→ Work item: From the opening line of the records through the line bearing "wakes it immediately.", set down every line exactly.

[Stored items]
//! Background line capture over a child's output stream.
//!
//! [`LineReader::spawn`] starts a thread that reads the stream line by line
//! into a [`LineBuffer`]. The consumer pulls lines with
//! [`LineReader::read_next`], which waits on a condition variable instead of
//! sleeping so new output wakes it immediately.

use crate::buffer::LineBuffer;
use crate::encoding::LineEncoding;
use std::io::{self, BufRead, BufReader, Read};
use std::sync::{Arc, Condvar, Mutex, MutexGuard, PoisonError};
use std::thread::{self, JoinHandle};
use std::time::Duration;
use tracing::{Span, debug, trace, warn};

/// How long a blocking read may wait for output.
///
/// The reader waits up to `poll_interval` per attempt and gives up after
/// `max_attempts` attempts without a new line, so the total budget is
/// `poll_interval * max_attempts`.
#[derive(Debug, Clone, Copy, PartialEq, Eq)]
pub struct Budget {
    pub poll_interval: Duration,
    pub max_attempts: u32,
}

impl Budget {
    pub const fn new(poll_interval: Duration, max_attempts: u32) -> Self {
        Self {
            poll_interval,
            max_attempts,
        }
    }

    /// A single attempt lasting `timeout`.
    pub const fn from_timeout(timeout: Duration) -> Self {
        Self::new(timeout, 1)
    }

    /// Do not wait at all; only already captured lines are returned.
    pub const fn immediate() -> Self {
        Self::new(Duration::ZERO, 0)
    }

    /// Total time the budget allows.
    pub fn total(&self) -> Duration {
        self.poll_interval
            .checked_mul(self.max_attempts)
            .unwrap_or(Duration::MAX)
    }
}

impl Default for Budget {
    fn default() -> Self {
        Self::new(Duration::from_secs(1), 1)
    }
}

#[derive(Debug)]
struct State {
    buffer: LineBuffer,
    closed: bool,
}

#[derive(Debug)]
struct Shared {
    state: Mutex<State>,
    changed: Condvar,
}

impl Shared {
    fn lock(&self) -> MutexGuard<'_, State> {
        self.state.lock().unwrap_or_else(PoisonError::into_inner)
    }
}

/// Owns the capture thread and the buffer it fills.
///
/// Only one consumer may read at a time; the read cursor is shared state.
pub struct LineReader {
    shared: Arc<Shared>,
    handle: Option<JoinHandle<()>>,
    span: Span,
}

impl LineReader {
    /// Start capturing `stream` on a dedicated thread.
    ///
    /// The thread runs until the stream reports end-of-stream or a read
    /// error, then marks the reader closed.
    pub fn spawn<R>(
        stream: R,
        capacity: usize,
        encoding: LineEncoding,
        span: Span,
    ) -> io::Result<Self>
    where
        R: Read + Send + 'static,
    {
        let shared = Arc::new(Shared {
            state: Mutex::new(State {
                buffer: LineBuffer::new(capacity),
                closed: false,
            }),
            changed: Condvar::new(),
        });

        let thread_shared = Arc::clone(&shared);
        let thread_span = span.clone();
        let handle = thread::Builder::new()
            .name("shexpect-capture".into())
            .spawn(move || {
                let _enter = thread_span.enter();
                capture(stream, &thread_shared, encoding);
            })?;

        Ok(Self {
            shared,
            handle: Some(handle),
            span,
        })
    }

    /// Return the next unread line, waiting within `budget` for one to arrive.
    ///
    /// Returns `None` when the budget runs out without new output, or right
    /// away once the stream has closed and everything has been read.
    pub fn read_next(&self, budget: Budget) -> Option<String> {
        let mut state = self.shared.lock();
        let mut attempts = 0;
        loop {
            if let Some(line) = state.buffer.next_unread() {
                return Some(line);
            }
            if state.closed || attempts >= budget.max_attempts {
                return None;
            }
            attempts += 1;
            let (guard, _) = self
                .shared
                .changed
                .wait_timeout_while(state, budget.poll_interval, |s| {
                    !s.buffer.has_unread() && !s.closed
                })
                .unwrap_or_else(PoisonError::into_inner);
            state = guard;
        }
    }

    /// Whether the capture thread has seen end-of-stream.
    pub fn is_closed(&self) -> bool {
        self.shared.lock().closed
    }

    /// Whether there are no unread lines and none can arrive any more.
    pub fn is_exhausted(&self) -> bool {
        let state = self.shared.lock();
        state.closed && !state.buffer.has_unread()
    }

    /// Number of lines currently held in the buffer.
    pub fn len(&self) -> usize {
        self.shared.lock().buffer.len()
    }

    pub fn is_empty(&self) -> bool {
        self.len() == 0
    }

    /// Number of captured lines not yet returned by [`read_next`](Self::read_next).
    pub fn unread(&self) -> usize {
        self.shared.lock().buffer.unread()
    }

    /// Lines evicted before they were read.
    pub fn lost_lines(&self) -> u64 {
        self.shared.lock().buffer.lost()
    }

    /// All lines evicted so far, read or not.
    pub fn evicted_lines(&self) -> u64 {
        self.shared.lock().buffer.evicted()
    }

    /// Block until the stream closes or `timeout` elapses.
    pub fn wait_closed(&self, timeout: Duration) -> bool {
        let state = self.shared.lock();
        let (state, _) = self
            .shared
            .changed
            .wait_timeout_while(state, timeout, |s| !s.closed)
            .unwrap_or_else(PoisonError::into_inner);
        state.closed
    }

    /// Join the capture thread if it finishes within `timeout`.
    ///
    /// If the stream is still open after `timeout` the thread is detached
    /// and keeps running until the stream closes. Returns whether it was
    /// joined.
    pub fn join(&mut self, timeout: Duration) -> bool {
        let Some(handle) = self.handle.take() else {
            return true;
        };
        let _enter = self.span.enter();

        if !self.wait_closed(timeout) {
            warn!(?timeout, "output stream still open, detaching capture thread");
            return false;
        }
        if handle.join().is_err() {
            warn!("capture thread panicked");
        }
        true
    }
}

fn capture<R: Read>(stream: R, shared: &Shared, encoding: LineEncoding) {
    let mut reader = BufReader::new(stream);
    let mut raw = Vec::with_capacity(256);
    let mut warned_loss = false;
    debug!("capture started");

    loop {
        raw.clear();
        match reader.read_until(b'\n', &mut raw) {
            Ok(0) => break,
            Ok(_) => {}
            Err(e) => {
                // A PTY master reports a hung-up child as EIO.
                debug!(error = %e, "output read failed, treating as end of stream");
                break;
            }
        }

        let line = match encoding.decode(trim_line_end(&raw)) {
            Ok(line) => line,
            Err(e) => {
                warn!(error = %e, len = raw.len(), "skipping undecodable line");
                continue;
            }
        };
        trace!(%line, "captured");

        let lost = shared.lock().buffer.push(line);
        shared.changed.notify_all();

        if lost && !warned_loss {
            warn!("line buffer full, unread output is being dropped");
            warned_loss = true;
        }
    }

    shared.lock().closed = true;
    shared.changed.notify_all();
    debug!("capture finished");
}

/// Strip trailing `\n` and `\r` bytes.
pub(crate) fn trim_line_end(raw: &[u8]) -> &[u8] {
    let end = raw
        .iter()
        .rposition(|&b| b != b'\n' && b != b'\r')
        .map_or(0, |i| i + 1);
    &raw[..end]
}

#[cfg(test)]
mod tests {
    use super::*;
    use crate::test_utils::ChannelStream;
    use std::io::Cursor;

    const PATIENT: Budget = Budget::new(Duration::from_secs(5), 1);

    fn reader_over(data: &[u8], capacity: usize) -> LineReader {
        LineReader::spawn(
            Cursor::new(data.to_vec()),
            capacity,
            LineEncoding::Utf8,
            Span::none(),
        )
        .unwrap()
    }

    #[test]
    fn test_trim_line_end() {
        assert_eq!(trim_line_end(b"abc\r\n"), b"abc");
        assert_eq!(trim_line_end(b"abc\n"), b"abc");
        assert_eq!(trim_line_end(b"abc"), b"abc");
        assert_eq!(trim_line_end(b"\r\n"), b"");
        assert_eq!(trim_line_end(b"  padded  \n"), b"  padded  ");
    }

    #[test]
    fn test_budget_total() {
        assert_eq!(
            Budget::new(Duration::from_millis(250), 4).total(),
            Duration::from_secs(1)
        );
        assert_eq!(Budget::new(Duration::ZERO, 1).total(), Duration::ZERO);
        assert_eq!(Budget::default().total(), Duration::from_secs(1));
    }

    #[test]
    fn test_reads_lines_in_order() {
        let reader = reader_over(b"one\r\ntwo\nthree", 10);
        assert_eq!(reader.read_next(PATIENT).as_deref(), Some("one"));
        assert_eq!(reader.read_next(PATIENT).as_deref(), Some("two"));
        assert_eq!(reader.read_next(PATIENT).as_deref(), Some("three"));
        assert_eq!(reader.read_next(PATIENT), None);
        assert!(reader.is_exhausted());
    }

    #[test]
    fn test_capacity_drops_oldest() {
        let mut reader = reader_over(b"A\nB\nC\nD\n", 3);
        assert!(reader.join(Duration::from_secs(5)));
        assert_eq!(reader.len(), 3);
        assert_eq!(reader.read_next(PATIENT).as_deref(), Some("B"));
        assert_eq!(reader.lost_lines(), 1);
        assert_eq!(reader.evicted_lines(), 1);
    }

    #[test]
    fn test_malformed_line_is_skipped() {
        let mut reader = reader_over(b"good\nbad \xff\nstill good\n", 10);
        assert!(reader.join(Duration::from_secs(5)));
        assert_eq!(reader.read_next(PATIENT).as_deref(), Some("good"));
        assert_eq!(reader.read_next(PATIENT).as_deref(), Some("still good"));
        assert_eq!(reader.read_next(PATIENT), None);
    }

    #[test]
    fn test_no_data_after_budget() {
        let (feed, stream) = ChannelStream::pair();
        let reader = LineReader::spawn(stream, 10, LineEncoding::Utf8, Span::none()).unwrap();

        let budget = Budget::new(Duration::from_millis(20), 2);
        assert_eq!(reader.read_next(budget), None);
        assert!(!reader.is_closed());

        feed.send(b"late\n".to_vec()).unwrap();
        assert_eq!(reader.read_next(PATIENT).as_deref(), Some("late"));
    }

    #[test]
    fn test_waiting_reader_wakes_on_new_line() {
        let (feed, stream) = ChannelStream::pair();
        let reader = LineReader::spawn(stream, 10, LineEncoding::Utf8, Span::none()).unwrap();

        let writer = thread::spawn(move || {
            thread::sleep(Duration::from_millis(50));
            feed.send(b"wake up\n".to_vec()).unwrap();
        });

        let start = std::time::Instant::now();
        let line = reader.read_next(Budget::new(Duration::from_secs(30), 1));
        assert_eq!(line.as_deref(), Some("wake up"));
        assert!(start.elapsed() < Duration::from_secs(10));
        writer.join().unwrap();
    }

    #[test]
    fn test_join_detaches_open_stream() {
        let (_feed, stream) = ChannelStream::pair();
        let mut reader = LineReader::spawn(stream, 10, LineEncoding::Utf8, Span::none()).unwrap();
        assert!(!reader.join(Duration::from_millis(20)));
        // Already detached; nothing left to join.
        assert!(reader.join(Duration::ZERO));
    }

    #[test]
    fn test_closed_stream_returns_immediately() {
        let mut reader = reader_over(b"", 10);
        assert!(reader.join(Duration::from_secs(5)));
        let start = std::time::Instant::now();
        assert_eq!(reader.read_next(Budget::new(Duration::from_secs(30), 3)), None);
        assert!(start.elapsed() < Duration::from_secs(5));
    }
}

→ Exercise answer:
//! Background line capture over a child's output stream.
//!
//! [`LineReader::spawn`] starts a thread that reads the stream line by line
//! into a [`LineBuffer`]. The consumer pulls lines with
//! [`LineReader::read_next`], which waits on a condition variable instead of
//! sleeping so new output wakes it immediately.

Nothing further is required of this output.